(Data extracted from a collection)
- - - - -

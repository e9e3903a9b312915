//! Blogsmith CLI Library
//!
//! Command implementations for the `blogsmith` binary, exposed as a library so
//! they can be driven from tests.
//!
//! # Modules
//!
//! - [`cmd`] - Command implementations (check, sync, new, info)
//!
//! # Example
//!
//! ```no_run
//! use std::path::Path;
//!
//! use blogsmith::cmd;
//!
//! // Validate every collection, then write the data store
//! cmd::check::run(Path::new("blogsmith.toml"), false).unwrap();
//! cmd::sync::run(Path::new("blogsmith.toml"), None, false).unwrap();
//! ```

pub mod cmd;

// Re-export core types for convenience
pub use blogsmith_content::{Collections, ContentStore, Entry};
pub use blogsmith_core::Config;

/// Initialize tracing with the specified verbosity level.
///
/// # Arguments
///
/// * `verbose` - Verbosity level (0 = WARN, 1 = INFO, 2 = DEBUG, 3+ = TRACE)
pub fn init_tracing(verbose: u8) {
    use tracing_subscriber::{layer::SubscriberExt, util::SubscriberInitExt};

    let level = match verbose {
        0 => tracing::Level::WARN,
        1 => tracing::Level::INFO,
        2 => tracing::Level::DEBUG,
        _ => tracing::Level::TRACE,
    };

    tracing_subscriber::registry()
        .with(tracing_subscriber::fmt::layer().with_writer(std::io::stderr))
        .with(tracing_subscriber::EnvFilter::from_default_env().add_directive(level.into()))
        .init();
}
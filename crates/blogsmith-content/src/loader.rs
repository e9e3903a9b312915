//! Glob-based content discovery.

use std::path::{Component, Path, PathBuf};

use blogsmith_core::{GlobPattern, LoaderConfig};
use tracing::{debug, warn};
use walkdir::{DirEntry, WalkDir};

use crate::error::Result;

/// Finds files matching a glob pattern under a base directory.
#[derive(Debug, Clone)]
pub struct GlobLoader {
    pattern: GlobPattern,
    base: PathBuf,
}

impl GlobLoader {
    /// Create a loader for `pattern` under `base` (relative to the project root).
    pub fn new(pattern: &str, base: impl AsRef<Path>) -> Result<Self> {
        Ok(Self {
            pattern: GlobPattern::new(pattern)?,
            base: normalize(base.as_ref()),
        })
    }

    /// Build a loader from its configuration.
    pub fn from_config(config: &LoaderConfig) -> Result<Self> {
        Self::new(&config.pattern, &config.base)
    }

    pub fn pattern(&self) -> &GlobPattern {
        &self.pattern
    }

    /// Base directory relative to the project root.
    pub fn base(&self) -> &Path {
        &self.base
    }

    /// Absolute (or root-joined) base directory.
    pub fn base_dir(&self, root: &Path) -> PathBuf {
        root.join(&self.base)
    }

    /// Discover matching files, returned sorted and relative to the base.
    ///
    /// Hidden entries and files starting with `_` are skipped, symlinks are
    /// not followed, and a missing base directory yields nothing.
    pub fn discover(&self, root: &Path) -> Result<Vec<PathBuf>> {
        let base_dir = self.base_dir(root);
        if !base_dir.is_dir() {
            warn!(base = %base_dir.display(), "loader base directory does not exist");
            return Ok(Vec::new());
        }

        let mut files = Vec::new();
        let walker = WalkDir::new(&base_dir)
            .follow_links(false)
            .sort_by_file_name()
            .into_iter()
            .filter_entry(|e| e.depth() == 0 || !is_hidden(e));

        for entry in walker {
            let entry = entry.map_err(std::io::Error::from)?;
            if !entry.file_type().is_file() || is_partial(&entry) {
                continue;
            }

            let Ok(relative) = entry.path().strip_prefix(&base_dir) else {
                continue;
            };

            if self.pattern.is_match(relative) {
                files.push(relative.to_path_buf());
            } else {
                debug!(path = %relative.display(), pattern = %self.pattern, "not matched");
            }
        }

        files.sort();
        Ok(files)
    }
}

fn is_hidden(entry: &DirEntry) -> bool {
    entry.file_name().to_string_lossy().starts_with('.')
}

fn is_partial(entry: &DirEntry) -> bool {
    entry.file_name().to_string_lossy().starts_with('_')
}

/// Drop `.` components so `./src/content/post` and `src/content/post` agree.
fn normalize(path: &Path) -> PathBuf {
    path.components()
        .filter(|c| !matches!(c, Component::CurDir))
        .collect()
}

#[cfg(test)]
mod tests {
    use std::fs;

    use super::*;

    fn touch(root: &Path, rel: &str) {
        let path = root.join(rel);
        fs::create_dir_all(path.parent().expect("parent")).expect("mkdir");
        fs::write(path, "---\ntitle: x\n---\n").expect("write");
    }

    fn site() -> tempfile::TempDir {
        let dir = tempfile::tempdir().expect("create temp dir");
        touch(dir.path(), "src/content/post/b.md");
        touch(dir.path(), "src/content/post/a.md");
        touch(dir.path(), "src/content/post/2024/c.md");
        touch(dir.path(), "src/content/post/cover.png");
        touch(dir.path(), "src/content/post/_partial.md");
        touch(dir.path(), "src/content/post/.hidden/d.md");
        touch(dir.path(), "src/pages/post/legacy.md");
        touch(dir.path(), "src/content/outside.md");
        dir
    }

    #[test]
    fn test_discover_sorted_and_filtered() {
        let dir = site();
        let loader = GlobLoader::new("**/*.md", "./src/content/post").expect("loader");
        let files = loader.discover(dir.path()).expect("discover");

        assert_eq!(
            files,
            vec![
                PathBuf::from("2024/c.md"),
                PathBuf::from("a.md"),
                PathBuf::from("b.md"),
            ]
        );
    }

    #[test]
    fn test_base_directory_decides_discovery() {
        let dir = site();
        let content = GlobLoader::new("**/*.md", "src/content/post").expect("loader");
        let pages = GlobLoader::new("**/*.md", "src/pages/post").expect("loader");

        let from_content = content.discover(dir.path()).expect("discover");
        let from_pages = pages.discover(dir.path()).expect("discover");

        assert_eq!(from_pages, vec![PathBuf::from("legacy.md")]);
        assert!(!from_content.contains(&PathBuf::from("legacy.md")));
        // Sibling of the base is never picked up.
        assert!(
            from_content
                .iter()
                .all(|p| !p.to_string_lossy().contains("outside"))
        );
    }

    #[test]
    fn test_top_level_only_pattern() {
        let dir = site();
        let loader = GlobLoader::new("*.md", "src/content/post").expect("loader");
        let files = loader.discover(dir.path()).expect("discover");
        assert_eq!(files, vec![PathBuf::from("a.md"), PathBuf::from("b.md")]);
    }

    #[test]
    fn test_missing_base_is_empty() {
        let dir = tempfile::tempdir().expect("create temp dir");
        let loader = GlobLoader::new("**/*.md", "nope").expect("loader");
        assert!(loader.discover(dir.path()).expect("discover").is_empty());
    }

    #[test]
    fn test_base_is_normalized() {
        let loader = GlobLoader::new("**/*.md", "./src/./content/post").expect("loader");
        assert_eq!(loader.base(), Path::new("src/content/post"));
    }
}
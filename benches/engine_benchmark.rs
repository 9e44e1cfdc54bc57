// ========================================================================================
//
//                 Riskwatch chart engine performance benchmark
//
// ========================================================================================
//
// Compares the matrix engine, which materialises every subject's cumulative
// intensity at every construction time, with the recursive engine, which
// evaluates the baseline hazard on demand, as the number of subjects grows.
//
// ========================================================================================

use criterion::{BenchmarkId, Criterion, Throughput, black_box, criterion_group, criterion_main};
use ndarray::Array1;
use rand::rngs::StdRng;
use rand::{Rng, SeedableRng};
use riskwatch::hazard::WeibullHazard;
use riskwatch::{CgrChart, CgrSpec, Engine, Subject, SubjectTable};

/// Cohort sizes to benchmark.
const COHORT_SIZES: [usize; 4] = [100, 250, 500, 1000];
/// Entry times are spread over this many days.
const ACCRUAL_DAYS: f64 = 365.0;

fn simulate_cohort(n: usize) -> (SubjectTable, Array1<f64>) {
    let mut rng = StdRng::seed_from_u64(2024);
    let mut entries: Vec<f64> = (0..n).map(|_| rng.gen_range(0.0..ACCRUAL_DAYS)).collect();
    entries.sort_by(f64::total_cmp);
    let subjects = entries
        .into_iter()
        .map(|entry| Subject::new(entry, entry + rng.gen_range(1.0..120.0), rng.gen_bool(0.3)))
        .collect();
    let risk = Array1::from_iter((0..n).map(|_| rng.gen_range(0.5..2.0)));
    (SubjectTable::new(subjects).expect("sorted cohort"), risk)
}

fn bench_engines(c: &mut Criterion) {
    let hazard = WeibullHazard::new(1.2, 200.0).expect("weibull");
    let mut group = c.benchmark_group("cgr_engine");
    group.sample_size(10);

    for &n in &COHORT_SIZES {
        let (table, risk) = simulate_cohort(n);
        group.throughput(Throughput::Elements(n as u64));

        for engine in [Engine::Matrix, Engine::Recursive] {
            let chart = CgrChart::new(CgrSpec {
                engine,
                ..CgrSpec::default()
            })
            .expect("chart");
            group.bench_with_input(BenchmarkId::new(format!("{engine:?}"), n), &n, |b, _| {
                b.iter(|| {
                    let run = chart
                        .run(black_box(&table), risk.view(), &hazard)
                        .expect("run");
                    black_box(run.trace.len())
                })
            });
        }
    }
    group.finish();
}

criterion_group!(benches, bench_engines);
criterion_main!(benches);
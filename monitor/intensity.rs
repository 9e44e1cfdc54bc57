//! Cumulative intensities `risk_i · Λ(min(t, otime_i) − entry_i)` of the
//! subjects in a unit, either materialised as a dense subjects × construction
//! times matrix or evaluated on demand.

use crate::hazard::CumulativeHazard;
use crate::subjects::{Subject, SubjectTable};
use crate::workers::WorkerPlan;
use log::debug;
use ndarray::{Array2, ArrayView1, ArrayView2, Axis, Zip};
use std::ops::Range;

/// Source of summed subject intensities at a construction time.
pub trait IntensitySource: Sync {
    /// Sum of the intensities of subjects `rows` at construction time
    /// `ctimes[column]`.
    fn accumulated(&self, rows: Range<usize>, column: usize) -> f64;
}

/// Baseline cumulative hazard a subject has accrued by `time`, before risk
/// adjustment. Zero until the subject enters; frozen once it leaves.
#[inline]
pub fn subject_baseline<H: CumulativeHazard + ?Sized>(subject: &Subject, time: f64, hazard: &H) -> f64 {
    if time < subject.entrytime {
        0.0
    } else {
        hazard.cumulative(time.min(subject.otime) - subject.entrytime)
    }
}

/// Dense hazard-contribution matrix: row `i`, column `j` holds the
/// risk-adjusted cumulative intensity of subject `i` at `ctimes[j]`.
#[derive(Debug, Clone, PartialEq)]
pub struct HazardMatrix {
    values: Array2<f64>,
}

impl HazardMatrix {
    /// Rows are filled in parallel when `workers` allows it; the risk scores are
    /// applied afterwards as one broadcast over the whole matrix.
    pub fn build<H: CumulativeHazard + ?Sized>(
        table: &SubjectTable,
        risk: ArrayView1<'_, f64>,
        ctimes: &[f64],
        hazard: &H,
        workers: &WorkerPlan,
    ) -> Self {
        let subjects = table.subjects();
        let mut values = Array2::<f64>::zeros((subjects.len(), ctimes.len()));
        debug!(
            "Building hazard-contribution matrix of {} subjects x {} construction times.",
            subjects.len(),
            ctimes.len()
        );

        workers.run("hazard-contribution matrix", |parallel| {
            let fill = |idx: usize, mut row: ndarray::ArrayViewMut1<'_, f64>| {
                let subject = &subjects[idx];
                for (cell, &time) in row.iter_mut().zip(ctimes) {
                    *cell = subject_baseline(subject, time, hazard);
                }
            };
            let rows = Zip::indexed(values.rows_mut());
            if parallel {
                rows.par_for_each(fill);
            } else {
                rows.for_each(fill);
            }
        });

        values *= &risk.insert_axis(Axis(1));
        Self { values }
    }

    pub fn values(&self) -> ArrayView2<'_, f64> {
        self.values.view()
    }
}

impl IntensitySource for HazardMatrix {
    #[inline]
    fn accumulated(&self, rows: Range<usize>, column: usize) -> f64 {
        self.values
            .column(column)
            .slice(ndarray::s![rows])
            .sum()
    }
}

/// Evaluates the cumulative hazard for every requested subject on each call,
/// trading repeated work for never materialising the matrix.
pub struct OnTheFlyIntensity<'a, H: ?Sized> {
    subjects: &'a [Subject],
    risk: ArrayView1<'a, f64>,
    ctimes: &'a [f64],
    hazard: &'a H,
}

impl<'a, H: CumulativeHazard + ?Sized> OnTheFlyIntensity<'a, H> {
    pub fn new(
        table: &'a SubjectTable,
        risk: ArrayView1<'a, f64>,
        ctimes: &'a [f64],
        hazard: &'a H,
    ) -> Self {
        Self {
            subjects: table.subjects(),
            risk,
            ctimes,
            hazard,
        }
    }
}

impl<H: CumulativeHazard + ?Sized> IntensitySource for OnTheFlyIntensity<'_, H> {
    fn accumulated(&self, rows: Range<usize>, column: usize) -> f64 {
        let time = self.ctimes[column];
        rows.map(|idx| subject_baseline(&self.subjects[idx], time, self.hazard) * self.risk[idx])
            .sum()
    }
}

- - - - -

• Description of the task: Find, please, how many lines in the data include the word "CgrSpec", and put down that number only.

• Response: 3